_AIM OF THE EXERCISE_. The entries below hold a line with "let style = dom::html(&tile)?.style();" and a line with "container.append_child(&tile)?;". Return those lines and all that lie between them, exactly and only.

Recorded data:
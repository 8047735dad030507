//! Puzzle page: four draggable tiles that lock onto their quadrant.

use std::cell::RefCell;
use std::rc::Rc;

use shared::assembly::{Board, DragOutcome, Viewport};
use shared::{paths, PuzzleId};
use wasm_bindgen::prelude::*;
use web_sys::{Document, Element, MouseEvent};

use crate::{api, dom};

const CONTAINER_ID: &str = "puzzle-container";
const BOOKMARK_ID: &str = "bookmarkBtn";
const PIECE_CLASS: &str = "piece";

/// Piece currently under the pointer
struct ActiveDrag {
    piece_id: &'static str,
    element: Element,
    last_x: f64,
    last_y: f64,
}

struct AssemblerState {
    board: Board,
    active: Option<ActiveDrag>,
}

impl AssemblerState {
    fn begin(&mut self, piece_id: &'static str, element: Element, event: &MouseEvent) {
        let locked = self
            .board
            .piece(piece_id)
            .map(|p| p.is_locked())
            .unwrap_or(true);
        if locked {
            return;
        }
        self.active = Some(ActiveDrag {
            piece_id,
            element,
            last_x: f64::from(event.client_x()),
            last_y: f64::from(event.client_y()),
        });
    }

    fn drag(&mut self, event: &MouseEvent) -> Result<(), JsValue> {
        let Some(active) = self.active.as_mut() else {
            return Ok(());
        };

        let (x, y) = (f64::from(event.client_x()), f64::from(event.client_y()));
        let (dx, dy) = (x - active.last_x, y - active.last_y);
        active.last_x = x;
        active.last_y = y;

        let outcome = self
            .board
            .drag(active.piece_id, dx, dy)
            .map_err(|e| JsValue::from_str(&e.to_string()))?;
        let element = active.element.clone();
        let piece_id = active.piece_id;

        match outcome {
            DragOutcome::Moved { position, .. } => {
                set_transform(&element, position.x, position.y)?;
            }
            DragOutcome::Locked { position } => {
                set_transform(&element, position.x, position.y)?;
                dom::html(&element)?.style().set_property("border", "none")?;
                self.active = None;
                web_sys::console::log_1(
                    &format!("Piece {} locked ({}/4)", piece_id, self.board.locked_count()).into(),
                );
            }
            DragOutcome::Ignored => self.active = None,
        }
        Ok(())
    }

    fn end(&mut self) {
        self.active = None;
    }
}

fn set_transform(element: &Element, x: f64, y: f64) -> Result<(), JsValue> {
    dom::html(element)?
        .style()
        .set_property("transform", &format!("translate({}px, {}px)", x, y))
}

/// Wire up the puzzle page for the id in the query string
pub fn mount() -> Result<(), JsValue> {
    let window = dom::window()?;
    let document = dom::document()?;

    let Some(id) = paths::id_from_search(&window.location().search()?) else {
        web_sys::console::error_1(&"No puzzle id in the page URL".into());
        return Ok(());
    };

    // Bookmarking does not wait for the puzzle to be solved
    if let Some(button) = document.get_element_by_id(BOOKMARK_ID) {
        let bookmark_id = id.clone();
        dom::listen(&button, "click", move |_: MouseEvent| {
            let id = bookmark_id.clone();
            wasm_bindgen_futures::spawn_local(async move {
                match api::bookmark(&id).await {
                    Ok(resp) => web_sys::console::log_1(&resp.message.into()),
                    Err(e) => web_sys::console::error_1(&e.to_string().into()),
                }
            });
        })?;
    }

    wasm_bindgen_futures::spawn_local(async move {
        dom::report(load(document, id).await);
    });
    Ok(())
}

async fn load(document: Document, id: PuzzleId) -> Result<(), JsValue> {
    match api::get_puzzle(&id).await {
        Ok(Some(doc)) => render(&document, &doc.image),
        Ok(None) => {
            web_sys::console::log_1(&format!("drawing didnt load: no puzzle {}", id).into());
            Ok(())
        }
        Err(e) => {
            web_sys::console::log_1(&format!("drawing didnt load: {}", e).into());
            Ok(())
        }
    }
}

fn render(document: &Document, image: &str) -> Result<(), JsValue> {
    let window = dom::window()?;
    let container = dom::element(document, CONTAINER_ID)?;
    container.set_inner_html("");

    let (width, height) = dom::viewport_size(&window)?;
    let board = Board::scatter(Viewport::new(width, height), js_sys::Math::random);

    let mut tiles = Vec::new();
    for piece in board.pieces() {
        let tile = document.create_element("div")?;
        tile.set_class_name(PIECE_CLASS);
        tile.set_id(piece.id());

        let style = dom::html(&tile)?.style();
        style.set_property("background-image", &format!("url({})", image))?;
        style.set_property("background-position", &piece.descriptor().background_position())?;
        style.set_property("transform", &piece.transform())?;

        container.append_child(&tile)?;
        tiles.push((piece.id(), tile));
    }

    let state = Rc::new(RefCell::new(AssemblerState {
        board,
        active: None,
    }));

    for (piece_id, tile) in tiles {
        let s = state.clone();
        let element = tile.clone();
        dom::listen(&tile, "mousedown", move |e: MouseEvent| {
            e.prevent_default();
            s.borrow_mut().begin(piece_id, element.clone(), &e);
        })?;
    }

    let s = state.clone();
    dom::listen(&window, "mousemove", move |e: MouseEvent| {
        dom::report(s.borrow_mut().drag(&e));
    })?;

    dom::listen(&window, "mouseup", move |_: MouseEvent| {
        state.borrow_mut().end();
    })?;

    Ok(())
}
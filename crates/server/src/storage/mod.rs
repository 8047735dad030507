//! Single-collection puzzle store.

mod datafile;

use std::path::Path;

use chrono::Utc;
use shared::{NewPuzzle, PuzzleDocument, PuzzleId};
use tokio::sync::Mutex;

use crate::error::StoreError;
use datafile::Datafile;

struct Inner {
    docs: Vec<PuzzleDocument>,
    datafile: Option<Datafile>,
}

/// Puzzle documents in insertion order, optionally backed by a datafile.
///
/// Each mutation is written to the datafile before it is applied in memory,
/// so a failed write leaves the store unchanged.
pub struct PuzzleStore {
    inner: Mutex<Inner>,
}

impl PuzzleStore {
    pub fn in_memory() -> Self {
        Self {
            inner: Mutex::new(Inner {
                docs: Vec::new(),
                datafile: None,
            }),
        }
    }

    pub async fn open(path: impl AsRef<Path>) -> Result<Self, StoreError> {
        let (datafile, docs) = Datafile::open(path).await?;
        Ok(Self {
            inner: Mutex::new(Inner {
                docs,
                datafile: Some(datafile),
            }),
        })
    }

    /// Store holding `docs` whose every write fails
    #[cfg(test)]
    pub(crate) async fn unwritable(docs: Vec<PuzzleDocument>) -> Result<Self, StoreError> {
        Ok(Self {
            inner: Mutex::new(Inner {
                docs,
                datafile: Some(Datafile::unwritable().await?),
            }),
        })
    }

    pub async fn insert(&self, new: NewPuzzle) -> Result<PuzzleDocument, StoreError> {
        let id = PuzzleId::new(uuid::Uuid::new_v4().simple().to_string());
        let doc = new.into_document(id, Utc::now());

        let mut inner = self.inner.lock().await;
        if let Some(datafile) = inner.datafile.as_mut() {
            datafile.append_document(&doc).await?;
        }
        inner.docs.push(doc.clone());

        tracing::info!("Saved puzzle {} ({:?})", doc.id, doc.title);
        Ok(doc)
    }

    pub async fn find_all(&self) -> Vec<PuzzleDocument> {
        self.inner.lock().await.docs.clone()
    }

    pub async fn find_one(&self, id: &PuzzleId) -> Option<PuzzleDocument> {
        let inner = self.inner.lock().await;
        inner.docs.iter().find(|d| &d.id == id).cloned()
    }

    /// Add one bookmark. Returns how many documents matched (0 or 1).
    pub async fn increment_bookmarks(&self, id: &PuzzleId) -> Result<u64, StoreError> {
        let mut inner = self.inner.lock().await;
        let Inner { docs, datafile } = &mut *inner;

        let Some(doc) = docs.iter_mut().find(|d| &d.id == id) else {
            return Ok(0);
        };

        let mut updated = doc.clone();
        updated.bookmarks += 1;
        if let Some(datafile) = datafile.as_mut() {
            datafile.append_document(&updated).await?;
        }
        *doc = updated;

        Ok(1)
    }

    /// Remove a document. Returns how many were removed (0 or 1).
    pub async fn remove(&self, id: &PuzzleId) -> Result<u64, StoreError> {
        let mut inner = self.inner.lock().await;
        let Some(index) = inner.docs.iter().position(|d| &d.id == id) else {
            return Ok(0);
        };

        if let Some(datafile) = inner.datafile.as_mut() {
            datafile.append_tombstone(id).await?;
        }
        inner.docs.remove(index);

        tracing::info!("Deleted puzzle {}", id);
        Ok(1)
    }

    pub async fn count(&self) -> u64 {
        self.inner.lock().await.docs.len() as u64
    }
}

_FINISHED EXERCISE_.
        let style = dom::html(&tile)?.style();
        style.set_property("background-image", &format!("url({})", image))?;
        style.set_property("background-position", &piece.descriptor().background_position())?;
        style.set_property("transform", &piece.transform())?;

        container.append_child(&tile)?;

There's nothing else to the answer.